▶ [ACTIVITY]
Please print the data that follows, keeping every line exact.

BEGIN MATERIAL FOR THIS TASK

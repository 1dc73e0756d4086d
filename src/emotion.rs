//! # Emotion Labels
//!
//! The closed set of facial-expression categories produced by the external
//! classifier. Variants are declared in the classifier's output index order so
//! that an arg-max index maps directly onto a label.

use serde::{Deserialize, Serialize};
use strum::{Display, EnumString, IntoStaticStr};

use crate::error::RecommendError;

/// One of the seven emotion categories.
///
/// Parsing is ASCII case-insensitive and also accepts the `fear` shorthand
/// for [`EmotionLabel::Fearful`]. Display and serde both use the capitalized
/// canonical name (`"Happy"`, `"Sad"`, ...).
///
/// # Examples
///
/// ```
/// use emotune::emotion::EmotionLabel;
///
/// let label: EmotionLabel = "happy".parse().unwrap();
/// assert_eq!(label, EmotionLabel::Happy);
/// assert_eq!(label.to_string(), "Happy");
/// assert_eq!(EmotionLabel::from_index(4), Some(EmotionLabel::Neutral));
/// ```
#[derive(
    Debug,
    Default,
    Clone,
    Copy,
    PartialEq,
    Eq,
    Hash,
    PartialOrd,
    Ord,
    Serialize,
    Deserialize,
    Display,
    EnumString,
    IntoStaticStr,
)]
#[strum(ascii_case_insensitive)]
pub enum EmotionLabel {
    Angry,
    Disgusted,
    #[strum(to_string = "Fearful", serialize = "fear")]
    Fearful,
    Happy,
    #[default]
    Neutral,
    Sad,
    Surprised,
}

impl EmotionLabel {
    /// All labels in classifier index order.
    pub const ALL: [EmotionLabel; 7] = [
        EmotionLabel::Angry,
        EmotionLabel::Disgusted,
        EmotionLabel::Fearful,
        EmotionLabel::Happy,
        EmotionLabel::Neutral,
        EmotionLabel::Sad,
        EmotionLabel::Surprised,
    ];

    /// Maps a classifier output index (`0..=6`) onto its label.
    #[must_use]
    pub fn from_index(index: usize) -> Option<Self> {
        Self::ALL.get(index).copied()
    }

    /// Position of this label in the classifier output.
    #[must_use]
    pub fn index(self) -> usize {
        self as usize
    }

    /// Canonical name, also used as the per-emotion directory name.
    #[must_use]
    pub fn as_str(self) -> &'static str {
        self.into()
    }

    /// Parses a label, reporting unknown input as
    /// [`RecommendError::UnknownEmotionKey`].
    pub fn parse_label(input: &str) -> Result<Self, RecommendError> {
        input
            .trim()
            .parse()
            .map_err(|_| RecommendError::UnknownEmotionKey(input.to_string()))
    }
}

#[cfg(test)]
mod tests {
    use super::*;

    #[test]
    fn test_index_order_matches_classifier() {
        let names: Vec<&str> = EmotionLabel::ALL.iter().map(|e| e.as_str()).collect();
        assert_eq!(
            names,
            ["Angry", "Disgusted", "Fearful", "Happy", "Neutral", "Sad", "Surprised"]
        );
        for (i, label) in EmotionLabel::ALL.iter().enumerate() {
            assert_eq!(label.index(), i);
            assert_eq!(EmotionLabel::from_index(i), Some(*label));
        }
        assert_eq!(EmotionLabel::from_index(7), None);
    }

    #[test]
    fn test_parsing_is_case_insensitive() {
        assert_eq!(EmotionLabel::parse_label("HAPPY").unwrap(), EmotionLabel::Happy);
        assert_eq!(EmotionLabel::parse_label(" sad ").unwrap(), EmotionLabel::Sad);
        assert_eq!(EmotionLabel::parse_label("fear").unwrap(), EmotionLabel::Fearful);
        assert_eq!(EmotionLabel::parse_label("Fearful").unwrap(), EmotionLabel::Fearful);
    }

    #[test]
    fn test_unknown_label_is_reported() {
        match EmotionLabel::parse_label("Bored") {
            Err(RecommendError::UnknownEmotionKey(key)) => assert_eq!(key, "Bored"),
            other => panic!("unexpected result: {other:?}"),
        }
    }

    #[test]
    fn test_display_and_serde_use_canonical_name() {
        assert_eq!(EmotionLabel::Fearful.to_string(), "Fearful");
        let json = serde_json::to_string(&EmotionLabel::Surprised).unwrap();
        assert_eq!(json, "\"Surprised\"");
        let back: EmotionLabel = serde_json::from_str("\"Disgusted\"").unwrap();
        assert_eq!(back, EmotionLabel::Disgusted);
    }

    #[test]
    fn test_default_is_neutral() {
        assert_eq!(EmotionLabel::default(), EmotionLabel::Neutral);
    }
}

END MATERIAL FOR THIS TASK

▶ [RESPONSE]
repository 1dc73e0756d4086d
filename src/emotion.rs
//! # Emotion Labels
//!
//! The closed set of facial-expression categories produced by the external
//! classifier. Variants are declared in the classifier's output index order so
//! that an arg-max index maps directly onto a label.

use serde::{Deserialize, Serialize};
use strum::{Display, EnumString, IntoStaticStr};

use crate::error::RecommendError;

/// One of the seven emotion categories.
///
/// Parsing is ASCII case-insensitive and also accepts the `fear` shorthand
/// for [`EmotionLabel::Fearful`]. Display and serde both use the capitalized
/// canonical name (`"Happy"`, `"Sad"`, ...).
///
/// # Examples
///
/// ```
/// use emotune::emotion::EmotionLabel;
///
/// let label: EmotionLabel = "happy".parse().unwrap();
/// assert_eq!(label, EmotionLabel::Happy);
/// assert_eq!(label.to_string(), "Happy");
/// assert_eq!(EmotionLabel::from_index(4), Some(EmotionLabel::Neutral));
/// ```
#[derive(
    Debug,
    Default,
    Clone,
    Copy,
    PartialEq,
    Eq,
    Hash,
    PartialOrd,
    Ord,
    Serialize,
    Deserialize,
    Display,
    EnumString,
    IntoStaticStr,
)]
#[strum(ascii_case_insensitive)]
pub enum EmotionLabel {
    Angry,
    Disgusted,
    #[strum(to_string = "Fearful", serialize = "fear")]
    Fearful,
    Happy,
    #[default]
    Neutral,
    Sad,
    Surprised,
}

impl EmotionLabel {
    /// All labels in classifier index order.
    pub const ALL: [EmotionLabel; 7] = [
        EmotionLabel::Angry,
        EmotionLabel::Disgusted,
        EmotionLabel::Fearful,
        EmotionLabel::Happy,
        EmotionLabel::Neutral,
        EmotionLabel::Sad,
        EmotionLabel::Surprised,
    ];

    /// Maps a classifier output index (`0..=6`) onto its label.
    #[must_use]
    pub fn from_index(index: usize) -> Option<Self> {
        Self::ALL.get(index).copied()
    }

    /// Position of this label in the classifier output.
    #[must_use]
    pub fn index(self) -> usize {
        self as usize
    }

    /// Canonical name, also used as the per-emotion directory name.
    #[must_use]
    pub fn as_str(self) -> &'static str {
        self.into()
    }

    /// Parses a label, reporting unknown input as
    /// [`RecommendError::UnknownEmotionKey`].
    pub fn parse_label(input: &str) -> Result<Self, RecommendError> {
        input
            .trim()
            .parse()
            .map_err(|_| RecommendError::UnknownEmotionKey(input.to_string()))
    }
}

#[cfg(test)]
mod tests {
    use super::*;

    #[test]
    fn test_index_order_matches_classifier() {
        let names: Vec<&str> = EmotionLabel::ALL.iter().map(|e| e.as_str()).collect();
        assert_eq!(
            names,
            ["Angry", "Disgusted", "Fearful", "Happy", "Neutral", "Sad", "Surprised"]
        );
        for (i, label) in EmotionLabel::ALL.iter().enumerate() {
            assert_eq!(label.index(), i);
            assert_eq!(EmotionLabel::from_index(i), Some(*label));
        }
        assert_eq!(EmotionLabel::from_index(7), None);
    }

    #[test]
    fn test_parsing_is_case_insensitive() {
        assert_eq!(EmotionLabel::parse_label("HAPPY").unwrap(), EmotionLabel::Happy);
        assert_eq!(EmotionLabel::parse_label(" sad ").unwrap(), EmotionLabel::Sad);
        assert_eq!(EmotionLabel::parse_label("fear").unwrap(), EmotionLabel::Fearful);
        assert_eq!(EmotionLabel::parse_label("Fearful").unwrap(), EmotionLabel::Fearful);
    }

    #[test]
    fn test_unknown_label_is_reported() {
        match EmotionLabel::parse_label("Bored") {
            Err(RecommendError::UnknownEmotionKey(key)) => assert_eq!(key, "Bored"),
            other => panic!("unexpected result: {other:?}"),
        }
    }

    #[test]
    fn test_display_and_serde_use_canonical_name() {
        assert_eq!(EmotionLabel::Fearful.to_string(), "Fearful");
        let json = serde_json::to_string(&EmotionLabel::Surprised).unwrap();
        assert_eq!(json, "\"Surprised\"");
        let back: EmotionLabel = serde_json::from_str("\"Disgusted\"").unwrap();
        assert_eq!(back, EmotionLabel::Disgusted);
    }

    #[test]
    fn test_default_is_neutral() {
        assert_eq!(EmotionLabel::default(), EmotionLabel::Neutral);
    }
}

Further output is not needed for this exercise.